# WORK TO BE COMPLETED:
Show every line below where "http" can be found.

=== MATERIAL PROVIDED ===

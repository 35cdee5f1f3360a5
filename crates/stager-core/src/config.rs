use std::path::PathBuf;
use std::time::Duration;

/// Dispatcher configuration, shared read-only by the [`crate::manager::Manager`].
///
/// Values here are the fully-merged result (CLI flags > JSON file > these
/// defaults); merging itself happens in the `stager` binary crate, not here.
/// This struct is plain data so `stager-core` doesn't need to know about
/// `clap` or config file formats.
#[derive(Debug, Clone)]
pub struct Config {
    /// Stripped from the tail of the Host header to obtain the tenant name.
    pub domain_suffix: String,
    /// `host:port` the front door listens on.
    pub listen: String,
    /// First port handed out by the port pool.
    pub base_port: u16,
    /// Size of the port pool / maximum concurrently-live workers.
    pub max_instances: usize,
    /// Text template (minijinja) rendered with `port`/`name` to produce a
    /// worker's `target_url`. Default renders `http://127.0.0.1:{{ port }}`.
    pub proxy_format: String,
    /// argv for the child process. `argv[0]` is the executable.
    pub init_command: Vec<String>,
    /// How long a worker may sit idle (no forwarded request) before the
    /// Supervisor Loop interrupts it.
    pub idle_time: Duration,
    /// Directory static assets and the loading-page template are served
    /// from. `None` falls back to the built-in loading page with no static
    /// asset serving.
    pub resource_dir: Option<PathBuf>,
    /// How long the Dispatch Handler blocks a non-idempotent request for a
    /// not-yet-ready worker before responding 504. Zero disables holding
    /// (falls back to the loading page for every method).
    pub hold_for: Duration,
    /// Readiness Prober cadence.
    pub check_delay: Duration,
    /// Readiness Prober attempt budget.
    pub check_attempts: u32,
    /// Supervisor Loop idle-scan period.
    pub idle_check: Duration,
}

impl Default for Config {
    fn default() -> Self {
        Self {
            domain_suffix: ".stager:8000".to_string(),
            listen: "127.0.0.1:8000".to_string(),
            base_port: 4200,
            max_instances: 100,
            proxy_format: "http://127.0.0.1:{{ port }}".to_string(),
            init_command: Vec::new(),
            idle_time: Duration::from_secs(5 * 60),
            resource_dir: None,
            hold_for: Duration::ZERO,
            check_delay: Duration::from_millis(200),
            check_attempts: 1000,
            idle_check: Duration::from_secs(10),
        }
    }
}

impl Config {
    /// Derive the tenant name by stripping `domain_suffix` from the tail of
    /// `host`. Suffix match is by length only, no further validation.
    pub fn tenant_name<'a>(&self, host: &'a str) -> &'a str {
        let suffix_len = self.domain_suffix.len();
        if host.len() > suffix_len {
            &host[..host.len() - suffix_len]
        } else {
            host
        }
    }
}

#[cfg(test)]
mod tests {
    use super::*;

    #[test]
    fn tenant_name_strips_suffix_by_length() {
        let cfg = Config {
            domain_suffix: ".t:80".to_string(),
            ..Default::default()
        };
        assert_eq!(cfg.tenant_name("a.t:80"), "a");
        assert_eq!(cfg.tenant_name("my-tenant.t:80"), "my-tenant");
    }

    #[test]
    fn tenant_name_falls_back_when_host_not_longer_than_suffix() {
        let cfg = Config {
            domain_suffix: ".t:80".to_string(),
            ..Default::default()
        };
        // Shorter than / equal to the suffix: nothing sensible to strip.
        assert_eq!(cfg.tenant_name(".t:80"), ".t:80");
        assert_eq!(cfg.tenant_name("x"), "x");
    }

    #[test]
    fn defaults_match_spec() {
        let cfg = Config::default();
        assert_eq!(cfg.domain_suffix, ".stager:8000");
        assert_eq!(cfg.listen, "127.0.0.1:8000");
        assert_eq!(cfg.base_port, 4200);
        assert_eq!(cfg.max_instances, 100);
        assert_eq!(cfg.idle_time, Duration::from_secs(300));
    }
}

===

# TASK RESULT:
    /// worker's `target_url`. Default renders `http://127.0.0.1:{{ port }}`.
            proxy_format: "http://127.0.0.1:{{ port }}".to_string(),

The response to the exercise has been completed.